Most households will struggle to pay for ‘cut-back Christmas’ as inflation knocks €3,000 off spending power

RAMPANT inflation will knock as much as €3,000 from the average household’s spending power this year, making for a leaner Christmas , according to research from credit unions.

he Credit Union Consumer Sentiment Index, published today, shows that 61pc of people will have less money to splash out this festive season and just 5pc reckon they will have more.

This marks a substantial deterioration compared with last year’s results, according to economist Austin Hughes, who compiles the index.

It is even worse than in 2020, when Covid was affecting the income and outlays of many households.

While a third of consumers will raid their savings to help fund their Christmas spending, a fifth say they will either borrow or do not know how they will manage to find the cash to spend over the season.

Most of the people who said they would borrow to pay for Christmas are aged between 45 and 54, while most of those who don’t know how they will fund it are under 45.

The survey, conducted earlier this month with Core Research, suggests significant numbers of people will struggle to finance even a ‘cut-back Christmas’ this year.

Mr Hughes said a rough calculation indicated that higher inflation translatesd into a hit of about €3,000 to the average household’s buying power this year.

This was draining the spending power of consumers, he said.

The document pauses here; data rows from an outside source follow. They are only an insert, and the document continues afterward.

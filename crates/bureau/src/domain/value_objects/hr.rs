//! HR value objects - employee status, leave kind and leave status

use serde::{Deserialize, Serialize};

#[derive(Debug, Clone, Copy, Serialize, Deserialize, Default, PartialEq, Eq, Hash)]
#[serde(rename_all = "snake_case")]
pub enum EmployeeStatus {
    #[default]
    Active,
    OnLeave,
    Terminated,
}

impl std::fmt::Display for EmployeeStatus {
    fn fmt(&self, f: &mut std::fmt::Formatter<'_>) -> std::fmt::Result {
        match self {
            EmployeeStatus::Active => write!(f, "active"),
            EmployeeStatus::OnLeave => write!(f, "on_leave"),
            EmployeeStatus::Terminated => write!(f, "terminated"),
        }
    }
}

impl std::str::FromStr for EmployeeStatus {
    type Err = String;

    fn from_str(s: &str) -> Result<Self, Self::Err> {
        match s.to_lowercase().as_str() {
            "active" => Ok(EmployeeStatus::Active),
            "on_leave" | "onleave" => Ok(EmployeeStatus::OnLeave),
            "terminated" => Ok(EmployeeStatus::Terminated),
            _ => Err(format!("Unknown employee status: {}", s)),
        }
    }
}

#[derive(Debug, Clone, Copy, Serialize, Deserialize, Default, PartialEq, Eq, Hash)]
#[serde(rename_all = "snake_case")]
pub enum LeaveKind {
    #[default]
    Annual,
    Sick,
    Unpaid,
    Parental,
    Training,
}

impl std::fmt::Display for LeaveKind {
    fn fmt(&self, f: &mut std::fmt::Formatter<'_>) -> std::fmt::Result {
        match self {
            LeaveKind::Annual => write!(f, "annual"),
            LeaveKind::Sick => write!(f, "sick"),
            LeaveKind::Unpaid => write!(f, "unpaid"),
            LeaveKind::Parental => write!(f, "parental"),
            LeaveKind::Training => write!(f, "training"),
        }
    }
}

impl std::str::FromStr for LeaveKind {
    type Err = String;

    fn from_str(s: &str) -> Result<Self, Self::Err> {
        match s.to_lowercase().as_str() {
            "annual" => Ok(LeaveKind::Annual),
            "sick" => Ok(LeaveKind::Sick),
            "unpaid" => Ok(LeaveKind::Unpaid),
            "parental" => Ok(LeaveKind::Parental),
            "training" => Ok(LeaveKind::Training),
            _ => Err(format!("Unknown leave kind: {}", s)),
        }
    }
}

#[derive(Debug, Clone, Copy, Serialize, Deserialize, Default, PartialEq, Eq, Hash)]
#[serde(rename_all = "snake_case")]
pub enum LeaveStatus {
    #[default]
    Pending,
    Approved,
    Rejected,
    Cancelled,
}

impl LeaveStatus {
    /// Rejected and cancelled requests no longer reserve days
    pub fn is_active(&self) -> bool {
        matches!(self, LeaveStatus::Pending | LeaveStatus::Approved)
    }
}

impl std::fmt::Display for LeaveStatus {
    fn fmt(&self, f: &mut std::fmt::Formatter<'_>) -> std::fmt::Result {
        match self {
            LeaveStatus::Pending => write!(f, "pending"),
            LeaveStatus::Approved => write!(f, "approved"),
            LeaveStatus::Rejected => write!(f, "rejected"),
            LeaveStatus::Cancelled => write!(f, "cancelled"),
        }
    }
}

impl std::str::FromStr for LeaveStatus {
    type Err = String;

    fn from_str(s: &str) -> Result<Self, Self::Err> {
        match s.to_lowercase().as_str() {
            "pending" => Ok(LeaveStatus::Pending),
            "approved" => Ok(LeaveStatus::Approved),
            "rejected" => Ok(LeaveStatus::Rejected),
            "cancelled" | "canceled" => Ok(LeaveStatus::Cancelled),
            _ => Err(format!("Unknown leave status: {}", s)),
        }
    }
}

“With Irish inflation likely to be around 8pc this year compared with 2.4pc in 2021, consumers will find that their scope for discretionary spending at Christmas will be much reduced,” Mr Hughes said.

He said the approach of winter meant higher outlays on more expensive heating and electricity, as well as notably dearer grocery bills, and that the sense of “feel-poor” was likely to be pronounced this Christmas.

“In these circumstances, it is scarcely surprising that most Irish consumers say they will have less to spend this Christmas than last,” he said.

However, while the latest data shows that consumers remain “very nervous”, the index reading for this month was not as bad as expected given the financial challenges being faced by most Irish households.

The index reading this month is 45.3; last month it was 46.1. On a scale of one to 100, any reading below 50 indicates a more pessimistic view of the economic situation, while anything over 50 means consumers are more optimistic. “This suggests Budget support measures are having some positive impact,” the report said.

“It might also be inferred from the November reading that Irish consumers feel they have prepared themselves as far as possible for a difficult winter ahead.”

It comes as new figures reveal that Irish shoppers are expected to spend more than €18,000 every minute during the Black Friday sales, with women typically spending 66pc more than men.

New data from AIB reveals Irish consumers are expected to spend around €26 million online this Friday – 33pc more than on Cyber ­Monday, which falls on November 28.

The busiest time for spending will be between 10am and 12pm as consumers shop online during work hours. Women will typically spend 144pc more on clothing than men, while men spend 377pc more on vehicle services and sales.

There was €5,700 a minute spent on clothes alone on Black Friday last year, a 261pc increase in value compared to a normal day.

John Brennan, head of SME banking at AIB, said: “As people prepare for winter against a backdrop of cost-of-living increases, many are looking to complete their holiday shopping early and find Black ­Friday deals.”